_ASSIGNED TASK_. An identical copy of the data below is needed.

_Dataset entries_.
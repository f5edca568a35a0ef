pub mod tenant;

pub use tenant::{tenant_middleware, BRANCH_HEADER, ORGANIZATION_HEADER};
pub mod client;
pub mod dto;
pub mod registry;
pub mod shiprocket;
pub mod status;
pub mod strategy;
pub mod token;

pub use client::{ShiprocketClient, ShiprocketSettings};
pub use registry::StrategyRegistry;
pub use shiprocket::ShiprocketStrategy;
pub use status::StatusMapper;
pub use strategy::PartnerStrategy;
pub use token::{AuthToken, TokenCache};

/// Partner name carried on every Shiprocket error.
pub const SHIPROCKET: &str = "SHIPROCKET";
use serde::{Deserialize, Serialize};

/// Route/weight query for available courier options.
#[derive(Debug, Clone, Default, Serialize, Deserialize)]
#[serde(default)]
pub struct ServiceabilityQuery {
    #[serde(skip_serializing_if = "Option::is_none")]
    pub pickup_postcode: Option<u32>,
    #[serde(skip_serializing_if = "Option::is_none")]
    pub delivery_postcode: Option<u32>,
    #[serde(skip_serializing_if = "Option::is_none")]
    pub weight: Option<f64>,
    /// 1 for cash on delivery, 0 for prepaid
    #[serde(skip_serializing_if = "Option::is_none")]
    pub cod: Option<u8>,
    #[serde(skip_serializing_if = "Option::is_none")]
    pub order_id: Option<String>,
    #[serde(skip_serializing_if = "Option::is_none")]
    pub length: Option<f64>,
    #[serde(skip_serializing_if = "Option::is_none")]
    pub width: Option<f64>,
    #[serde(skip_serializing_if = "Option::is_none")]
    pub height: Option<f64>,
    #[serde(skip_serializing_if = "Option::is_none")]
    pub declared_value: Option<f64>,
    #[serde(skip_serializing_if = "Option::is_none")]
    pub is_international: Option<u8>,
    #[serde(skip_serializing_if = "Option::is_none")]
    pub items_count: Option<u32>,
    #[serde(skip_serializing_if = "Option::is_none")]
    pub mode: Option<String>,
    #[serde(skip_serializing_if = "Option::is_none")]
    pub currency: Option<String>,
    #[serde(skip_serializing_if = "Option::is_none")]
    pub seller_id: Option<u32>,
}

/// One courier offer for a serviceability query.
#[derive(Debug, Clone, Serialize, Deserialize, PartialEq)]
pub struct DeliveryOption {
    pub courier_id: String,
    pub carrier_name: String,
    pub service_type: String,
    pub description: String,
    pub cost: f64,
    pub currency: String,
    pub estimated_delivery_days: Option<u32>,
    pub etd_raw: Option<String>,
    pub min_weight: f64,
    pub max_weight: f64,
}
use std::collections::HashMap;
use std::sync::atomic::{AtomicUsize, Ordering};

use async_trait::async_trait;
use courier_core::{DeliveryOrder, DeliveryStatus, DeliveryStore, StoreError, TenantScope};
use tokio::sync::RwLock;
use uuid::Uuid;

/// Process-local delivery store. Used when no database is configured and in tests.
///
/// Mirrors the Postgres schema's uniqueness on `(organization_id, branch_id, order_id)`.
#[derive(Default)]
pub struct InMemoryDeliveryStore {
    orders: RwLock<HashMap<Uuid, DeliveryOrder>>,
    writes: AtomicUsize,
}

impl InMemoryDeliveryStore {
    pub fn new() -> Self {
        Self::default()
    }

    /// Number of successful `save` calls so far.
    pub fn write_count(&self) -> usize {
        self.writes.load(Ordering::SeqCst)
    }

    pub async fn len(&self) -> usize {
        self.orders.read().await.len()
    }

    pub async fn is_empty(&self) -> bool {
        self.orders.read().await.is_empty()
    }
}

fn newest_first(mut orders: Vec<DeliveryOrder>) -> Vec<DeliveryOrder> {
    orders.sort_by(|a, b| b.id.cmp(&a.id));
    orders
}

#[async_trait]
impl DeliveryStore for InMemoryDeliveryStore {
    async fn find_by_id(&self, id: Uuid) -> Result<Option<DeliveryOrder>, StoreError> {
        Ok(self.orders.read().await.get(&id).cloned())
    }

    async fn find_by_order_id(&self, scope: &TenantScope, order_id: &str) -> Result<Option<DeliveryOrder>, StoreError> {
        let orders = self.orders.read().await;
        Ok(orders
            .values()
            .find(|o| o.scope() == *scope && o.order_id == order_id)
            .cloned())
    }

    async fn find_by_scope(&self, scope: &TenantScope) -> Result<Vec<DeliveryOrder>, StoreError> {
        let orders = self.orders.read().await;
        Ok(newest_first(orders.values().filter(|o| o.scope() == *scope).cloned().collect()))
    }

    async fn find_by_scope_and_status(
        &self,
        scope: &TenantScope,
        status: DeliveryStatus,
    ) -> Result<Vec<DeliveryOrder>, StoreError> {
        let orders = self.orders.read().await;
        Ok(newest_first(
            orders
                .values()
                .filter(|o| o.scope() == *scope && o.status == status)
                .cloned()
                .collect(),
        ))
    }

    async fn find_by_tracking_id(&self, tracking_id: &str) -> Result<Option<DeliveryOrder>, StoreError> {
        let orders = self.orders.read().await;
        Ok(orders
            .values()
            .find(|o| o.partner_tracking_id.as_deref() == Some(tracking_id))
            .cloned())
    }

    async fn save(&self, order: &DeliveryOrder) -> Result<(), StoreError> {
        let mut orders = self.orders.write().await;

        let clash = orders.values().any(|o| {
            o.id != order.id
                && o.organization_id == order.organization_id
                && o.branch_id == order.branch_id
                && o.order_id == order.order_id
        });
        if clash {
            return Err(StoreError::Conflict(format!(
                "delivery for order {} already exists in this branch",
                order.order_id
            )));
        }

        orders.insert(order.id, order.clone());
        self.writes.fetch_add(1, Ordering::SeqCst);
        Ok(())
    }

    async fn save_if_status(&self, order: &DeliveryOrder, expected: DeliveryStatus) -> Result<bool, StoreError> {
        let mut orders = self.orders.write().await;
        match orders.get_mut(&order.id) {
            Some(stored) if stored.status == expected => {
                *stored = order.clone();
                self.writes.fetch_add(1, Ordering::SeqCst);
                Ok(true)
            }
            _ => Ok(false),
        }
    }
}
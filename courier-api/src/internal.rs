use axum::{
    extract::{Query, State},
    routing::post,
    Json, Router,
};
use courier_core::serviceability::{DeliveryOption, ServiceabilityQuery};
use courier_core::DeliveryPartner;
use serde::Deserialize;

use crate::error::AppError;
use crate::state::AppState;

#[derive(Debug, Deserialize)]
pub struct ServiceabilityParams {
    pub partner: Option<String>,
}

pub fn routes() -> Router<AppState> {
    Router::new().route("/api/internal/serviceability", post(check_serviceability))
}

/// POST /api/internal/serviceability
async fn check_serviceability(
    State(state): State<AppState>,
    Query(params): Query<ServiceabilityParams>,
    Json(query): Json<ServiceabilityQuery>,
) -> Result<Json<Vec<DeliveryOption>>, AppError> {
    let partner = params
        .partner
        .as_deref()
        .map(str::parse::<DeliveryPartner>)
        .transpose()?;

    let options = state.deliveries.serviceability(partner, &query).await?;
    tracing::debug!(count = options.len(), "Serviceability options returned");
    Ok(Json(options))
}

_TASK ANSWER_.
repository f5edca568a35a0ef
pub mod tenant;

pub use tenant::{tenant_middleware, BRANCH_HEADER, ORGANIZATION_HEADER};
pub mod client;
pub mod dto;
pub mod registry;
pub mod shiprocket;
pub mod status;
pub mod strategy;
pub mod token;

pub use client::{ShiprocketClient, ShiprocketSettings};
pub use registry::StrategyRegistry;
pub use shiprocket::ShiprocketStrategy;
pub use status::StatusMapper;
pub use strategy::PartnerStrategy;
pub use token::{AuthToken, TokenCache};

/// Partner name carried on every Shiprocket error.
pub const SHIPROCKET: &str = "SHIPROCKET";
use serde::{Deserialize, Serialize};

/// Route/weight query for available courier options.
#[derive(Debug, Clone, Default, Serialize, Deserialize)]
#[serde(default)]
pub struct ServiceabilityQuery {
    #[serde(skip_serializing_if = "Option::is_none")]
    pub pickup_postcode: Option<u32>,
    #[serde(skip_serializing_if = "Option::is_none")]
    pub delivery_postcode: Option<u32>,
    #[serde(skip_serializing_if = "Option::is_none")]
    pub weight: Option<f64>,
    /// 1 for cash on delivery, 0 for prepaid
    #[serde(skip_serializing_if = "Option::is_none")]
    pub cod: Option<u8>,
    #[serde(skip_serializing_if = "Option::is_none")]
    pub order_id: Option<String>,
    #[serde(skip_serializing_if = "Option::is_none")]
    pub length: Option<f64>,
    #[serde(skip_serializing_if = "Option::is_none")]
    pub width: Option<f64>,
    #[serde(skip_serializing_if = "Option::is_none")]
    pub height: Option<f64>,
    #[serde(skip_serializing_if = "Option::is_none")]
    pub declared_value: Option<f64>,
    #[serde(skip_serializing_if = "Option::is_none")]
    pub is_international: Option<u8>,
    #[serde(skip_serializing_if = "Option::is_none")]
    pub items_count: Option<u32>,
    #[serde(skip_serializing_if = "Option::is_none")]
    pub mode: Option<String>,
    #[serde(skip_serializing_if = "Option::is_none")]
    pub currency: Option<String>,
    #[serde(skip_serializing_if = "Option::is_none")]
    pub seller_id: Option<u32>,
}

/// One courier offer for a serviceability query.
#[derive(Debug, Clone, Serialize, Deserialize, PartialEq)]
pub struct DeliveryOption {
    pub courier_id: String,
    pub carrier_name: String,
    pub service_type: String,
    pub description: String,
    pub cost: f64,
    pub currency: String,
    pub estimated_delivery_days: Option<u32>,
    pub etd_raw: Option<String>,
    pub min_weight: f64,
    pub max_weight: f64,
}
use std::collections::HashMap;
use std::sync::atomic::{AtomicUsize, Ordering};

use async_trait::async_trait;
use courier_core::{DeliveryOrder, DeliveryStatus, DeliveryStore, StoreError, TenantScope};
use tokio::sync::RwLock;
use uuid::Uuid;

/// Process-local delivery store. Used when no database is configured and in tests.
///
/// Mirrors the Postgres schema's uniqueness on `(organization_id, branch_id, order_id)`.
#[derive(Default)]
pub struct InMemoryDeliveryStore {
    orders: RwLock<HashMap<Uuid, DeliveryOrder>>,
    writes: AtomicUsize,
}

impl InMemoryDeliveryStore {
    pub fn new() -> Self {
        Self::default()
    }

    /// Number of successful `save` calls so far.
    pub fn write_count(&self) -> usize {
        self.writes.load(Ordering::SeqCst)
    }

    pub async fn len(&self) -> usize {
        self.orders.read().await.len()
    }

    pub async fn is_empty(&self) -> bool {
        self.orders.read().await.is_empty()
    }
}

fn newest_first(mut orders: Vec<DeliveryOrder>) -> Vec<DeliveryOrder> {
    orders.sort_by(|a, b| b.id.cmp(&a.id));
    orders
}

#[async_trait]
impl DeliveryStore for InMemoryDeliveryStore {
    async fn find_by_id(&self, id: Uuid) -> Result<Option<DeliveryOrder>, StoreError> {
        Ok(self.orders.read().await.get(&id).cloned())
    }

    async fn find_by_order_id(&self, scope: &TenantScope, order_id: &str) -> Result<Option<DeliveryOrder>, StoreError> {
        let orders = self.orders.read().await;
        Ok(orders
            .values()
            .find(|o| o.scope() == *scope && o.order_id == order_id)
            .cloned())
    }

    async fn find_by_scope(&self, scope: &TenantScope) -> Result<Vec<DeliveryOrder>, StoreError> {
        let orders = self.orders.read().await;
        Ok(newest_first(orders.values().filter(|o| o.scope() == *scope).cloned().collect()))
    }

    async fn find_by_scope_and_status(
        &self,
        scope: &TenantScope,
        status: DeliveryStatus,
    ) -> Result<Vec<DeliveryOrder>, StoreError> {
        let orders = self.orders.read().await;
        Ok(newest_first(
            orders
                .values()
                .filter(|o| o.scope() == *scope && o.status == status)
                .cloned()
                .collect(),
        ))
    }

    async fn find_by_tracking_id(&self, tracking_id: &str) -> Result<Option<DeliveryOrder>, StoreError> {
        let orders = self.orders.read().await;
        Ok(orders
            .values()
            .find(|o| o.partner_tracking_id.as_deref() == Some(tracking_id))
            .cloned())
    }

    async fn save(&self, order: &DeliveryOrder) -> Result<(), StoreError> {
        let mut orders = self.orders.write().await;

        let clash = orders.values().any(|o| {
            o.id != order.id
                && o.organization_id == order.organization_id
                && o.branch_id == order.branch_id
                && o.order_id == order.order_id
        });
        if clash {
            return Err(StoreError::Conflict(format!(
                "delivery for order {} already exists in this branch",
                order.order_id
            )));
        }

        orders.insert(order.id, order.clone());
        self.writes.fetch_add(1, Ordering::SeqCst);
        Ok(())
    }

    async fn save_if_status(&self, order: &DeliveryOrder, expected: DeliveryStatus) -> Result<bool, StoreError> {
        let mut orders = self.orders.write().await;
        match orders.get_mut(&order.id) {
            Some(stored) if stored.status == expected => {
                *stored = order.clone();
                self.writes.fetch_add(1, Ordering::SeqCst);
                Ok(true)
            }
            _ => Ok(false),
        }
    }
}
filename courier-api/src/internal.rs
use axum::{
    extract::{Query, State},
    routing::post,
    Json, Router,
};
use courier_core::serviceability::{DeliveryOption, ServiceabilityQuery};
use courier_core::DeliveryPartner;
use serde::Deserialize;

use crate::error::AppError;
use crate::state::AppState;

#[derive(Debug, Deserialize)]
pub struct ServiceabilityParams {
    pub partner: Option<String>,
}

pub fn routes() -> Router<AppState> {
    Router::new().route("/api/internal/serviceability", post(check_serviceability))
}

/// POST /api/internal/serviceability
async fn check_serviceability(
    State(state): State<AppState>,
    Query(params): Query<ServiceabilityParams>,
    Json(query): Json<ServiceabilityQuery>,
) -> Result<Json<Vec<DeliveryOption>>, AppError> {
    let partner = params
        .partner
        .as_deref()
        .map(str::parse::<DeliveryPartner>)
        .transpose()?;

    let options = state.deliveries.serviceability(partner, &query).await?;
    tracing::debug!(count = options.len(), "Serviceability options returned");
    Ok(Json(options))
}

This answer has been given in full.